- ASSIGNED TASK: All of the records must be given again exactly.

---- THE RECORDS

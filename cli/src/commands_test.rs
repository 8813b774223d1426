use super::*;
use feedback::ListEnvelope;
use serde_json::json;

fn loaded_view() -> ViewState {
    let envelope: ListEnvelope = serde_json::from_value(json!({
        "items": [
            {
                "id": 10, "rank": 1, "title": "Login button unresponsive on Safari", "category": "Bug Fix",
                "score": 98.0, "team": "Engineering", "preMortemForecast": "Blocked sign-ins.",
                "action_plan": {
                    "immediate_steps": ["Reproduce on Safari 15.2"],
                    "medium_term_steps": [],
                    "long_term_steps": ["Cross-browser CI"],
                    "estimated_timeline": "2-4 weeks"
                },
                "reporter": "Dana", "source": "Zendesk"
            },
            {
                "id": 20, "rank": 2, "title": "Add CSV export", "category": "Feature Request",
                "score": 76.0, "team": "Product", "preMortemForecast": ""
            }
        ],
        "total_analyzed": 150,
        "total_risk_estimate": "$150K",
        "generated_at": "2024-01-15T09:45:00"
    }))
    .unwrap();
    let mut view = ViewState::new();
    let ticket = view.begin_load();
    view.finish_load(ticket, Ok(envelope));
    view
}

fn output(run: impl FnOnce(&mut Vec<u8>) -> Result<(), CliError>) -> String {
    let mut buf = Vec::new();
    run(&mut buf).unwrap();
    String::from_utf8(buf).unwrap()
}

#[test]
fn list_prints_rows_and_counts() {
    let mut view = loaded_view();
    let text = output(|out| list(&mut view, None, out));
    let lines: Vec<&str> = text.lines().collect();
    assert_eq!(lines.len(), 4);
    assert!(lines[0].starts_with("#1"));
    assert!(lines[0].contains("Bug Fix"));
    assert!(lines[0].ends_with("Login button unresponsive on Safari"));
    assert_eq!(lines[2], "2 of 2 items");
    assert_eq!(lines[3], "generated 2024-01-15 09:45");
}

#[test]
fn list_applies_case_insensitive_filter() {
    let mut view = loaded_view();
    let text = output(|out| list(&mut view, Some("csv"), out));
    assert!(text.contains("Add CSV export"));
    assert!(!text.contains("Safari"));
    assert!(text.contains("1 of 2 items"));
}

#[test]
fn show_defaults_to_first_item() {
    let mut view = loaded_view();
    let text = output(|out| show(&mut view, None, out));
    assert!(text.starts_with("Login button unresponsive on Safari\n"));
    assert!(text.contains("Reporter: Dana\n"));
    assert!(text.contains("  Immediate Steps\n    - Reproduce on Safari 15.2\n"));
    assert!(!text.contains("Medium-Term Steps"));
    assert!(text.contains("  Long-Term Steps\n"));
    assert!(text.contains("  Timeline: 2-4 weeks\n"));
}

#[test]
fn show_selected_item_without_plan_omits_section() {
    let mut view = loaded_view();
    let text = output(|out| show(&mut view, Some(20), out));
    assert!(text.starts_with("Add CSV export\n"));
    assert!(text.contains(feedback::model::FORECAST_PLACEHOLDER));
    assert!(!text.contains("Action Plan"));
}

#[test]
fn show_unknown_id_is_an_error() {
    let mut view = loaded_view();
    let err = show(&mut view, Some(999), &mut Vec::new()).unwrap_err();
    assert!(matches!(err, CliError::UnknownItem(999)));
    assert_eq!(view.selected_id(), Some(10));
}

#[test]
fn show_with_no_items_is_an_error() {
    let mut view = ViewState::new();
    let ticket = view.begin_load();
    view.finish_load(ticket, Ok(ListEnvelope::default()));
    assert!(matches!(show(&mut view, None, &mut Vec::new()), Err(CliError::NoItems)));
}

#[test]
fn export_writes_visible_rows_only() {
    let mut view = loaded_view();
    let text = output(|out| export(&mut view, Some("login"), out));
    let lines: Vec<&str> = text.lines().collect();
    assert_eq!(lines[0], "rank,id,title,category,score,team,pre_mortem_forecast");
    assert_eq!(lines.len(), 2);
    assert!(lines[1].starts_with("1,10,Login button unresponsive on Safari,Bug Fix,98.0,Engineering,"));
}
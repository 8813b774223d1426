//! Presentation lookups shared by every dashboard surface.
//!
//! The category palette is a fixed table; anything not in it renders gray.

#[cfg(test)]
#[path = "present_test.rs"]
mod present_test;

use chrono::{DateTime, NaiveDateTime};

/// Badge color for categories outside the table.
pub const FALLBACK_CATEGORY_COLOR: &str = "#6c757d";

const CATEGORY_COLORS: &[(&str, &str)] = &[
    ("Bug Fix", "#dc3545"),
    ("Feature Request", "#5856d6"),
    ("UI/UX Improvement", "#9b59b6"),
    ("Performance", "#28a745"),
    ("General", FALLBACK_CATEGORY_COLOR),
];

/// Badge background color for a category label (exact match).
#[must_use]
pub fn category_color(category: &str) -> &'static str {
    CATEGORY_COLORS
        .iter()
        .find(|(name, _)| *name == category)
        .map_or(FALLBACK_CATEGORY_COLOR, |(_, color)| color)
}

/// Glyph prefixed to titles in compact listings.
#[must_use]
pub fn category_icon(category: &str) -> &'static str {
    match category {
        "Bug" | "Bug Fix" => "🐛",
        "Feature" | "Feature Request" => "✨",
        "UX" | "UI/UX Improvement" => "🎨",
        _ => "📝",
    }
}

/// Urgency band used to color score badges.
#[derive(Clone, Copy, Debug, PartialEq, Eq)]
pub enum ScoreTier {
    Critical,
    High,
    Medium,
    Low,
}

impl ScoreTier {
    /// Classify a score on the 0–10 scale. Scores above 10 are read as a
    /// 0–100 scale and scaled down first.
    #[must_use]
    pub fn from_score(score: f64) -> Self {
        let normalized = if score > 10.0 { score / 10.0 } else { score };
        if normalized >= 9.0 {
            Self::Critical
        } else if normalized >= 7.0 {
            Self::High
        } else if normalized >= 5.0 {
            Self::Medium
        } else {
            Self::Low
        }
    }

    #[must_use]
    pub fn label(self) -> &'static str {
        match self {
            Self::Critical => "critical",
            Self::High => "high",
            Self::Medium => "medium",
            Self::Low => "low",
        }
    }

    /// BEM modifier class for the score badge.
    #[must_use]
    pub fn css_class(self) -> String {
        format!("score-badge score-badge--{}", self.label())
    }
}

/// Render an envelope timestamp as `YYYY-MM-DD HH:MM`.
///
/// Accepts RFC 3339 and offset-less ISO 8601; anything else is returned
/// unchanged so the header never hides what the server sent.
#[must_use]
pub fn format_generated_at(raw: &str) -> String {
    let trimmed = raw.trim();
    if let Ok(dt) = DateTime::parse_from_rfc3339(trimmed) {
        return dt.format("%Y-%m-%d %H:%M").to_string();
    }
    if let Ok(dt) = NaiveDateTime::parse_from_str(trimmed, "%Y-%m-%dT%H:%M:%S%.f") {
        return dt.format("%Y-%m-%d %H:%M").to_string();
    }
    trimmed.to_owned()
}

/// Date portion of an envelope timestamp, when it parses.
#[must_use]
pub fn generated_on(raw: &str) -> Option<String> {
    let trimmed = raw.trim();
    if let Ok(dt) = DateTime::parse_from_rfc3339(trimmed) {
        return Some(dt.format("%Y-%m-%d").to_string());
    }
    NaiveDateTime::parse_from_str(trimmed, "%Y-%m-%dT%H:%M:%S%.f")
        .ok()
        .map(|dt| dt.format("%Y-%m-%d").to_string())
}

--------

- EXERCISE OUTPUT:
filename cli/src/commands_test.rs
repository 8813b774223d1426
use super::*;
use feedback::ListEnvelope;
use serde_json::json;

fn loaded_view() -> ViewState {
    let envelope: ListEnvelope = serde_json::from_value(json!({
        "items": [
            {
                "id": 10, "rank": 1, "title": "Login button unresponsive on Safari", "category": "Bug Fix",
                "score": 98.0, "team": "Engineering", "preMortemForecast": "Blocked sign-ins.",
                "action_plan": {
                    "immediate_steps": ["Reproduce on Safari 15.2"],
                    "medium_term_steps": [],
                    "long_term_steps": ["Cross-browser CI"],
                    "estimated_timeline": "2-4 weeks"
                },
                "reporter": "Dana", "source": "Zendesk"
            },
            {
                "id": 20, "rank": 2, "title": "Add CSV export", "category": "Feature Request",
                "score": 76.0, "team": "Product", "preMortemForecast": ""
            }
        ],
        "total_analyzed": 150,
        "total_risk_estimate": "$150K",
        "generated_at": "2024-01-15T09:45:00"
    }))
    .unwrap();
    let mut view = ViewState::new();
    let ticket = view.begin_load();
    view.finish_load(ticket, Ok(envelope));
    view
}

fn output(run: impl FnOnce(&mut Vec<u8>) -> Result<(), CliError>) -> String {
    let mut buf = Vec::new();
    run(&mut buf).unwrap();
    String::from_utf8(buf).unwrap()
}

#[test]
fn list_prints_rows_and_counts() {
    let mut view = loaded_view();
    let text = output(|out| list(&mut view, None, out));
    let lines: Vec<&str> = text.lines().collect();
    assert_eq!(lines.len(), 4);
    assert!(lines[0].starts_with("#1"));
    assert!(lines[0].contains("Bug Fix"));
    assert!(lines[0].ends_with("Login button unresponsive on Safari"));
    assert_eq!(lines[2], "2 of 2 items");
    assert_eq!(lines[3], "generated 2024-01-15 09:45");
}

#[test]
fn list_applies_case_insensitive_filter() {
    let mut view = loaded_view();
    let text = output(|out| list(&mut view, Some("csv"), out));
    assert!(text.contains("Add CSV export"));
    assert!(!text.contains("Safari"));
    assert!(text.contains("1 of 2 items"));
}

#[test]
fn show_defaults_to_first_item() {
    let mut view = loaded_view();
    let text = output(|out| show(&mut view, None, out));
    assert!(text.starts_with("Login button unresponsive on Safari\n"));
    assert!(text.contains("Reporter: Dana\n"));
    assert!(text.contains("  Immediate Steps\n    - Reproduce on Safari 15.2\n"));
    assert!(!text.contains("Medium-Term Steps"));
    assert!(text.contains("  Long-Term Steps\n"));
    assert!(text.contains("  Timeline: 2-4 weeks\n"));
}

#[test]
fn show_selected_item_without_plan_omits_section() {
    let mut view = loaded_view();
    let text = output(|out| show(&mut view, Some(20), out));
    assert!(text.starts_with("Add CSV export\n"));
    assert!(text.contains(feedback::model::FORECAST_PLACEHOLDER));
    assert!(!text.contains("Action Plan"));
}

#[test]
fn show_unknown_id_is_an_error() {
    let mut view = loaded_view();
    let err = show(&mut view, Some(999), &mut Vec::new()).unwrap_err();
    assert!(matches!(err, CliError::UnknownItem(999)));
    assert_eq!(view.selected_id(), Some(10));
}

#[test]
fn show_with_no_items_is_an_error() {
    let mut view = ViewState::new();
    let ticket = view.begin_load();
    view.finish_load(ticket, Ok(ListEnvelope::default()));
    assert!(matches!(show(&mut view, None, &mut Vec::new()), Err(CliError::NoItems)));
}

#[test]
fn export_writes_visible_rows_only() {
    let mut view = loaded_view();
    let text = output(|out| export(&mut view, Some("login"), out));
    let lines: Vec<&str> = text.lines().collect();
    assert_eq!(lines[0], "rank,id,title,category,score,team,pre_mortem_forecast");
    assert_eq!(lines.len(), 2);
    assert!(lines[1].starts_with("1,10,Login button unresponsive on Safari,Bug Fix,98.0,Engineering,"));
}
repository 8813b774223d1426
//! Presentation lookups shared by every dashboard surface.
//!
//! The category palette is a fixed table; anything not in it renders gray.

#[cfg(test)]
#[path = "present_test.rs"]
mod present_test;

use chrono::{DateTime, NaiveDateTime};

/// Badge color for categories outside the table.
pub const FALLBACK_CATEGORY_COLOR: &str = "#6c757d";

const CATEGORY_COLORS: &[(&str, &str)] = &[
    ("Bug Fix", "#dc3545"),
    ("Feature Request", "#5856d6"),
    ("UI/UX Improvement", "#9b59b6"),
    ("Performance", "#28a745"),
    ("General", FALLBACK_CATEGORY_COLOR),
];

/// Badge background color for a category label (exact match).
#[must_use]
pub fn category_color(category: &str) -> &'static str {
    CATEGORY_COLORS
        .iter()
        .find(|(name, _)| *name == category)
        .map_or(FALLBACK_CATEGORY_COLOR, |(_, color)| color)
}

/// Glyph prefixed to titles in compact listings.
#[must_use]
pub fn category_icon(category: &str) -> &'static str {
    match category {
        "Bug" | "Bug Fix" => "🐛",
        "Feature" | "Feature Request" => "✨",
        "UX" | "UI/UX Improvement" => "🎨",
        _ => "📝",
    }
}

/// Urgency band used to color score badges.
#[derive(Clone, Copy, Debug, PartialEq, Eq)]
pub enum ScoreTier {
    Critical,
    High,
    Medium,
    Low,
}

impl ScoreTier {
    /// Classify a score on the 0–10 scale. Scores above 10 are read as a
    /// 0–100 scale and scaled down first.
    #[must_use]
    pub fn from_score(score: f64) -> Self {
        let normalized = if score > 10.0 { score / 10.0 } else { score };
        if normalized >= 9.0 {
            Self::Critical
        } else if normalized >= 7.0 {
            Self::High
        } else if normalized >= 5.0 {
            Self::Medium
        } else {
            Self::Low
        }
    }

    #[must_use]
    pub fn label(self) -> &'static str {
        match self {
            Self::Critical => "critical",
            Self::High => "high",
            Self::Medium => "medium",
            Self::Low => "low",
        }
    }

    /// BEM modifier class for the score badge.
    #[must_use]
    pub fn css_class(self) -> String {
        format!("score-badge score-badge--{}", self.label())
    }
}

/// Render an envelope timestamp as `YYYY-MM-DD HH:MM`.
///
/// Accepts RFC 3339 and offset-less ISO 8601; anything else is returned
/// unchanged so the header never hides what the server sent.
#[must_use]
pub fn format_generated_at(raw: &str) -> String {
    let trimmed = raw.trim();
    if let Ok(dt) = DateTime::parse_from_rfc3339(trimmed) {
        return dt.format("%Y-%m-%d %H:%M").to_string();
    }
    if let Ok(dt) = NaiveDateTime::parse_from_str(trimmed, "%Y-%m-%dT%H:%M:%S%.f") {
        return dt.format("%Y-%m-%d %H:%M").to_string();
    }
    trimmed.to_owned()
}

/// Date portion of an envelope timestamp, when it parses.
#[must_use]
pub fn generated_on(raw: &str) -> Option<String> {
    let trimmed = raw.trim();
    if let Ok(dt) = DateTime::parse_from_rfc3339(trimmed) {
        return Some(dt.format("%Y-%m-%d").to_string());
    }
    NaiveDateTime::parse_from_str(trimmed, "%Y-%m-%dT%H:%M:%S%.f")
        .ok()
        .map(|dt| dt.format("%Y-%m-%d").to_string())
}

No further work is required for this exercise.